§ Information given
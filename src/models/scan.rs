//! Persisted whole-domain scans.

use std::time::Duration;

use chrono::{DateTime, TimeDelta, Utc};
use serde::{Deserialize, Serialize};

use crate::checker::{DomainResult, Status, SCAN_VERSION};

/// One persisted scan of a domain. One row per `(domain, timestamp)`.
#[derive(Debug, Clone, PartialEq, Serialize, Deserialize)]
pub struct Scan {
    /// The scanned mail domain.
    pub domain: String,
    /// The full scan result.
    pub data: DomainResult,
    /// When the scan ran.
    pub timestamp: DateTime<Utc>,
    /// Scanner schema version that produced `data`.
    pub version: i64,
}

impl Scan {
    /// Wraps a fresh result, stamped now and at the current scanner version.
    pub fn new(domain: String, data: DomainResult) -> Self {
        Scan {
            domain,
            data,
            timestamp: Utc::now(),
            version: SCAN_VERSION,
        }
    }

    /// Whether the scan is recent enough to reuse.
    ///
    /// A scan from another scanner version is never fresh, whatever its age;
    /// the stored result may not mean what the current code thinks it means.
    pub fn is_fresh(&self, max_age: Duration) -> bool {
        if self.version != SCAN_VERSION {
            return false;
        }
        let max_age = TimeDelta::from_std(max_age).unwrap_or(TimeDelta::MAX);
        Utc::now().signed_duration_since(self.timestamp) <= max_age
    }

    /// Whether the scan shows working MTA-STS in testing or enforce mode.
    pub fn supports_mta_sts(&self) -> bool {
        self.data
            .mta_sts_result
            .as_ref()
            .map(|sts| {
                sts.result.status == Status::Success
                    && matches!(sts.mode.as_str(), "testing" | "enforce")
            })
            .unwrap_or(false)
    }
}

#[cfg(test)]
mod tests {
    use super::*;
    use crate::checker::{CheckResult, MtaStsResult};
    use std::collections::BTreeMap;

    fn scan() -> Scan {
        Scan::new(
            "example.com".into(),
            DomainResult {
                domain: "example.com".into(),
                status: Status::Success,
                preferred_hostnames: Vec::new(),
                hostname_results: BTreeMap::new(),
                mta_sts_result: None,
                extra: BTreeMap::new(),
                message: None,
                timestamp: Utc::now(),
                version: SCAN_VERSION,
            },
        )
    }

    #[test]
    fn freshness_boundary_at_max_age() {
        let max_age = Duration::from_secs(600);

        let mut at_boundary = scan();
        at_boundary.timestamp = Utc::now() - TimeDelta::seconds(599);
        assert!(at_boundary.is_fresh(max_age));

        let mut beyond = scan();
        beyond.timestamp = Utc::now() - TimeDelta::seconds(601);
        assert!(!beyond.is_fresh(max_age));
    }

    #[test]
    fn other_versions_are_never_fresh() {
        let mut stale_version = scan();
        stale_version.version = SCAN_VERSION + 1;
        assert!(!stale_version.is_fresh(Duration::from_secs(600)));
        stale_version.version = SCAN_VERSION - 1;
        assert!(!stale_version.is_fresh(Duration::from_secs(600)));
    }

    #[test]
    fn mta_sts_support_requires_success_and_live_mode() {
        let mut with_sts = scan();
        with_sts.data.mta_sts_result = Some(MtaStsResult {
            result: CheckResult::new("mta-sts"),
            mode: "enforce".into(),
            mx_patterns: Vec::new(),
            policy: String::new(),
        });
        assert!(with_sts.supports_mta_sts());

        let sts = with_sts.data.mta_sts_result.as_mut().unwrap();
        sts.mode = "none".into();
        assert!(!with_sts.supports_mta_sts());

        let sts = with_sts.data.mta_sts_result.as_mut().unwrap();
        sts.mode = "testing".into();
        sts.result = CheckResult::new("mta-sts").failure("bad record");
        assert!(!with_sts.supports_mta_sts());

        assert!(!scan().supports_mta_sts());
    }
}
//! Kid profile repository.

use plate_core::entities::KidProfile;
use plate_core::ids::PREFIX_KID;

use crate::error::DatabaseError;
use crate::helpers::get_opt_string;
use crate::{PlateDb, generate_id};

fn row_to_profile(row: &libsql::Row) -> Result<KidProfile, DatabaseError> {
    Ok(KidProfile {
        id: row.get::<String>(0)?,
        name: row.get::<String>(1)?,
        avatar_color: row.get::<String>(2)?,
        avatar_animal: get_opt_string(row, 3)?,
    })
}

pub(crate) async fn insert_kid_profile(
    conn: &libsql::Connection,
    household_id: &str,
    legacy_id: Option<&str>,
    profile: &KidProfile,
) -> Result<String, DatabaseError> {
    let id = generate_id(conn, PREFIX_KID).await?;
    conn.execute(
        "INSERT INTO kid_profiles (id, household_id, legacy_id, name, avatar_color, avatar_animal)
         VALUES (?1, ?2, ?3, ?4, ?5, ?6)",
        libsql::params![
            id.as_str(),
            household_id,
            legacy_id,
            profile.name.as_str(),
            profile.avatar_color.as_str(),
            profile.avatar_animal.as_deref()
        ],
    )
    .await?;
    Ok(id)
}

/// Current name of a kid in `household_id`, if the kid exists.
pub(crate) async fn lookup_kid_name(
    conn: &libsql::Connection,
    household_id: &str,
    kid_id: &str,
) -> Result<Option<String>, DatabaseError> {
    let mut rows = conn
        .query(
            "SELECT name FROM kid_profiles WHERE id = ?1 AND household_id = ?2",
            [kid_id, household_id],
        )
        .await?;
    match rows.next().await? {
        Some(row) => Ok(Some(row.get::<String>(0)?)),
        None => Ok(None),
    }
}

impl PlateDb {
    pub async fn create_kid_profile(
        &self,
        household_id: &str,
        profile: &KidProfile,
    ) -> Result<KidProfile, DatabaseError> {
        let id = insert_kid_profile(self.conn(), household_id, None, profile).await?;
        Ok(KidProfile {
            id,
            ..profile.clone()
        })
    }

    pub async fn get_kid_profile(&self, id: &str) -> Result<KidProfile, DatabaseError> {
        let mut rows = self
            .conn()
            .query(
                "SELECT id, name, avatar_color, avatar_animal FROM kid_profiles WHERE id = ?1",
                [id],
            )
            .await?;
        let row = rows.next().await?.ok_or(DatabaseError::NoResult)?;
        row_to_profile(&row)
    }

    pub async fn list_kid_profiles(
        &self,
        household_id: &str,
    ) -> Result<Vec<KidProfile>, DatabaseError> {
        let mut rows = self
            .conn()
            .query(
                "SELECT id, name, avatar_color, avatar_animal FROM kid_profiles
                 WHERE household_id = ?1 ORDER BY created_at, rowid",
                [household_id],
            )
            .await?;
        let mut profiles = Vec::new();
        while let Some(row) = rows.next().await? {
            profiles.push(row_to_profile(&row)?);
        }
        Ok(profiles)
    }

    /// Rename a kid. Meal history keeps the name it was logged with.
    ///
    /// # Errors
    ///
    /// `DatabaseError::NoResult` if the profile does not exist.
    pub async fn rename_kid_profile(&self, id: &str, name: &str) -> Result<(), DatabaseError> {
        let changed = self
            .conn()
            .execute(
                "UPDATE kid_profiles SET name = ?1 WHERE id = ?2",
                [name, id],
            )
            .await?;
        if changed == 0 {
            return Err(DatabaseError::NoResult);
        }
        Ok(())
    }
}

§ Required action
Collect the complete line wherever the string "crate" appears in the records.

§ Reply to the exercise
use crate::checker::{DomainResult, Status, SCAN_VERSION};
    use crate::checker::{CheckResult, MtaStsResult};
use crate::error::DatabaseError;
use crate::helpers::get_opt_string;
use crate::{PlateDb, generate_id};
pub(crate) async fn insert_kid_profile(
pub(crate) async fn lookup_kid_name(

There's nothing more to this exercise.